From: Ivan Herman <ivan@w3.org>
Date: Wed, 9 Apr 2014 06:31:47 +0900
Cc: Luc Audrain <LAUDRAIN@hachette-livre.fr>, W3C Digital Publishing IG <public-digipub-ig@w3.org>
Message-Id: <9CB94DAD-BE47-4CCA-B94D-54FE3EBE2A54@w3.org>
To: Bill Kasdorf <bkasdorf@apexcovantage.com>
Wow, I see I have did strike some chord here:-) which is great.

On a very practical level: yes, I believe having a separate call discussing this would be good and useful. Like Bill, I am out this week; being at the WWW2014 conference in Seoul is obviously an obstacle (as an aside, I will speak about digital publishing this afternoon as well as on Friday on another local event, so continue doing my preaching:-).
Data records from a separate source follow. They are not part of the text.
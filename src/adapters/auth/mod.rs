//! Authentication adapters.
//!
//! Implementations of the credential ports:
//!
//! - `Argon2Hasher` - Argon2id password hashing
//! - `JwtTokenService` - HMAC-signed JWT access tokens

mod argon2_hasher;
mod jwt;

pub use argon2_hasher::Argon2Hasher;
pub use jwt::{AccessClaims, JwtTokenService};
//! Mock AI Provider for testing.
//!
//! Returns queued responses in order and records every request, so tests
//! can drive the decision flow without calling a real API.
//!
//! # Example
//!
//! ```ignore
//! let provider = MockAIProvider::new()
//!     .with_response(r#"{"action":"answer","confidence":0.9,"reply_text":"Reboot."}"#)
//!     .with_error(AIError::unavailable("down"));
//!
//! let response = provider.complete(request).await?;
//! assert_eq!(provider.call_count(), 1);
//! ```

use async_trait::async_trait;
use std::collections::VecDeque;
use std::sync::{Arc, Mutex, MutexGuard};
use std::time::Duration;
use tokio::time::sleep;

use crate::ports::{
    AIError, AIProvider, CompletionRequest, CompletionResponse, ProviderInfo, TokenUsage,
};

/// Content returned once the queue is empty.
pub const FALLBACK_RESPONSE: &str =
    r#"{"action":"escalate","confidence":0.0,"short_title":"Support Issue","reply_text":""}"#;

/// A configured mock response.
#[derive(Debug, Clone)]
pub enum MockResponse {
    Success { content: String, usage: TokenUsage },
    Error(AIError),
}

/// Mock AI provider for testing.
#[derive(Debug, Clone)]
pub struct MockAIProvider {
    /// Pre-configured responses (consumed in order).
    responses: Arc<Mutex<VecDeque<MockResponse>>>,
    info: ProviderInfo,
    /// Simulated latency per request.
    delay: Duration,
    /// Call history for verification.
    calls: Arc<Mutex<Vec<CompletionRequest>>>,
}

fn lock<T>(mutex: &Mutex<T>) -> MutexGuard<'_, T> {
    mutex.lock().unwrap_or_else(|poisoned| poisoned.into_inner())
}

impl Default for MockAIProvider {
    fn default() -> Self {
        Self::new()
    }
}

impl MockAIProvider {
    pub fn new() -> Self {
        Self {
            responses: Arc::new(Mutex::new(VecDeque::new())),
            info: ProviderInfo::new("mock", "mock-model-1"),
            delay: Duration::ZERO,
            calls: Arc::new(Mutex::new(Vec::new())),
        }
    }

    /// Queues a successful response.
    pub fn with_response(self, content: impl Into<String>) -> Self {
        self.push(MockResponse::Success {
            content: content.into(),
            usage: TokenUsage::new(10, 20),
        });
        self
    }

    /// Queues an error.
    pub fn with_error(self, error: AIError) -> Self {
        self.push(MockResponse::Error(error));
        self
    }

    /// Sets simulated latency per request.
    pub fn with_delay(mut self, delay: Duration) -> Self {
        self.delay = delay;
        self
    }

    /// Queues a response on a shared handle (after construction).
    pub fn push(&self, response: MockResponse) {
        lock(&self.responses).push_back(response);
    }

    pub fn call_count(&self) -> usize {
        lock(&self.calls).len()
    }

    /// Returns all recorded calls.
    pub fn get_calls(&self) -> Vec<CompletionRequest> {
        lock(&self.calls).clone()
    }

    fn next_response(&self) -> MockResponse {
        lock(&self.responses)
            .pop_front()
            .unwrap_or_else(|| MockResponse::Success {
                content: FALLBACK_RESPONSE.to_string(),
                usage: TokenUsage::new(5, 10),
            })
    }
}

#[async_trait]
impl AIProvider for MockAIProvider {
    async fn complete(&self, request: CompletionRequest) -> Result<CompletionResponse, AIError> {
        lock(&self.calls).push(request);

        if !self.delay.is_zero() {
            sleep(self.delay).await;
        }

        match self.next_response() {
            MockResponse::Success { content, usage } => Ok(CompletionResponse {
                content,
                model: self.info.model.clone(),
                usage,
            }),
            MockResponse::Error(err) => Err(err),
        }
    }

    fn provider_info(&self) -> ProviderInfo {
        self.info.clone()
    }
}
I will also have some days off around Easter week-end. When could we, roughly have a call? We could set up a doodle if we have some available periods: next week, the week after, both, neither?
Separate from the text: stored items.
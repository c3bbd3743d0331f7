//! AI Provider Adapters.
//!
//! ## Available Adapters
//!
//! - `OpenAIProvider` - Any OpenAI-compatible chat-completion endpoint (Groq by default)
//! - `MockAIProvider` - Queued responses for tests

mod mock_provider;
mod openai_provider;

pub use mock_provider::{MockAIProvider, MockResponse, FALLBACK_RESPONSE};
pub use openai_provider::{
    OpenAIConfig, OpenAIProvider, DEFAULT_BASE_URL, DEFAULT_MODEL, DEFAULT_TIMEOUT_SECS,
};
I cannot judge the THEMA/ONIX issue, I leave this to you guys. My question is different, though. Where do ONIX data reside these days? As I said, if it is hidden in databases only, then it is invisible to Google, hence schema.org may be useless. Put it another way, is there enough pages on the Web, usually crawled by Google that does or may include ONIX data? I would certainly hope so, but we have to be sure (and you have to tell me...).

Another point worth knowing about. When schema.org came about, it was focused on HTML pages that use microdata syntax to add schema.org terms (RDFa Lite followed after a while). This is of course possible, but, for many sites, this was a bit awkward: systems may have that type of metadata in databases with the HTML pages generated automatically, and artificially adding microdata to the pages was an extra hassle. As a result, about a year ago, schema.org added the possibility to add JSON-LD into an HTML page using a special <script> tag. That made the life for such systems way easier and I suspect that this is also something that this industry may take an advantage of. (Schema.org has recently renewed their pages with examples in three syntaxes everywhere; eg, scroll to the bottom of [1].)
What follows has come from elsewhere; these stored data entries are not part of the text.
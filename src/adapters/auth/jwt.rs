//! HMAC-signed JWT access tokens.
//!
//! Claims: `sub` (user id as a decimal string), `iat`, `exp` and a random
//! `jti`. Expiry is validated with zero leeway.

use jsonwebtoken::{decode, encode, errors::ErrorKind, Algorithm, DecodingKey, EncodingKey, Header, Validation};
use secrecy::{ExposeSecret, Secret};
use serde::{Deserialize, Serialize};
use uuid::Uuid;

use crate::config::MAX_TOKEN_LIFETIME_HOURS;
use crate::domain::foundation::{AuthError, Timestamp, UserId};
use crate::ports::{IssuedToken, TokenService};

/// Claims carried by an access token.
#[derive(Debug, Clone, PartialEq, Eq, Serialize, Deserialize)]
pub struct AccessClaims {
    pub sub: String,
    pub iat: i64,
    pub exp: i64,
    pub jti: String,
}

/// Issues and verifies HS256/HS384/HS512 tokens.
pub struct JwtTokenService {
    algorithm: Algorithm,
    encoding_key: EncodingKey,
    decoding_key: DecodingKey,
    lifetime_hours: i64,
}

impl JwtTokenService {
    /// # Errors
    ///
    /// - `Internal` if the algorithm is not an HMAC variant
    pub fn new(
        secret: &Secret<String>,
        algorithm: Algorithm,
        lifetime_hours: i64,
    ) -> Result<Self, AuthError> {
        if !matches!(algorithm, Algorithm::HS256 | Algorithm::HS384 | Algorithm::HS512) {
            return Err(AuthError::internal(format!(
                "unsupported token algorithm {:?}; expected HS256, HS384 or HS512",
                algorithm
            )));
        }
        if !(1..=MAX_TOKEN_LIFETIME_HOURS).contains(&lifetime_hours) {
            return Err(AuthError::internal(format!(
                "token lifetime {}h outside 1..={}h",
                lifetime_hours, MAX_TOKEN_LIFETIME_HOURS
            )));
        }

        let key = secret.expose_secret().as_bytes();
        Ok(Self {
            algorithm,
            encoding_key: EncodingKey::from_secret(key),
            decoding_key: DecodingKey::from_secret(key),
            lifetime_hours,
        })
    }

    fn validation(&self) -> Validation {
        let mut validation = Validation::new(self.algorithm);
        validation.leeway = 0;
        validation.validate_exp = true;
        validation.set_required_spec_claims(&["exp", "sub"]);
        validation
    }

    fn claims_for(&self, user_id: UserId, now: Timestamp) -> AccessClaims {
        AccessClaims {
            sub: user_id.to_string(),
            iat: now.unix_seconds(),
            exp: now.plus_hours(self.lifetime_hours).unix_seconds(),
            jti: Uuid::new_v4().to_string(),
        }
    }

    fn sign(&self, claims: &AccessClaims) -> Result<String, AuthError> {
        encode(&Header::new(self.algorithm), claims, &self.encoding_key)
            .map_err(|e| AuthError::internal(format!("Token signing failed: {}", e)))
    }
}

impl TokenService for JwtTokenService {
    fn issue(&self, user_id: UserId) -> Result<IssuedToken, AuthError> {
        let now = Timestamp::now();
        let claims = self.claims_for(user_id, now);
        let token = self.sign(&claims)?;

        Ok(IssuedToken {
            token,
            expires_at: now.plus_hours(self.lifetime_hours),
        })
    }

    fn verify(&self, token: &str) -> Result<UserId, AuthError> {
        let data = decode::<AccessClaims>(token, &self.decoding_key, &self.validation()).map_err(
            |e| match e.kind() {
                ErrorKind::ExpiredSignature => {
                    tracing::debug!("Token expired");
                    AuthError::TokenExpired
                }
                _ => {
                    tracing::debug!("Token validation failed: {}", e);
                    AuthError::InvalidToken
                }
            },
        )?;

        data.claims
            .sub
            .parse::<UserId>()
            .map_err(|_| AuthError::InvalidToken)
    }

    fn lifetime_secs(&self) -> i64 {
        self.lifetime_hours * 3600
    }
}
Finally, we have to realize one more thing. The work to be done is not 'simply' to convert a mini-ONIX into schema.org. The work is to harmonize this, whenever possible, with what is already in schema.org (see [1] below) and add the missing properties and classes or modify the description of existing ones. We should not underestimate the amount of work...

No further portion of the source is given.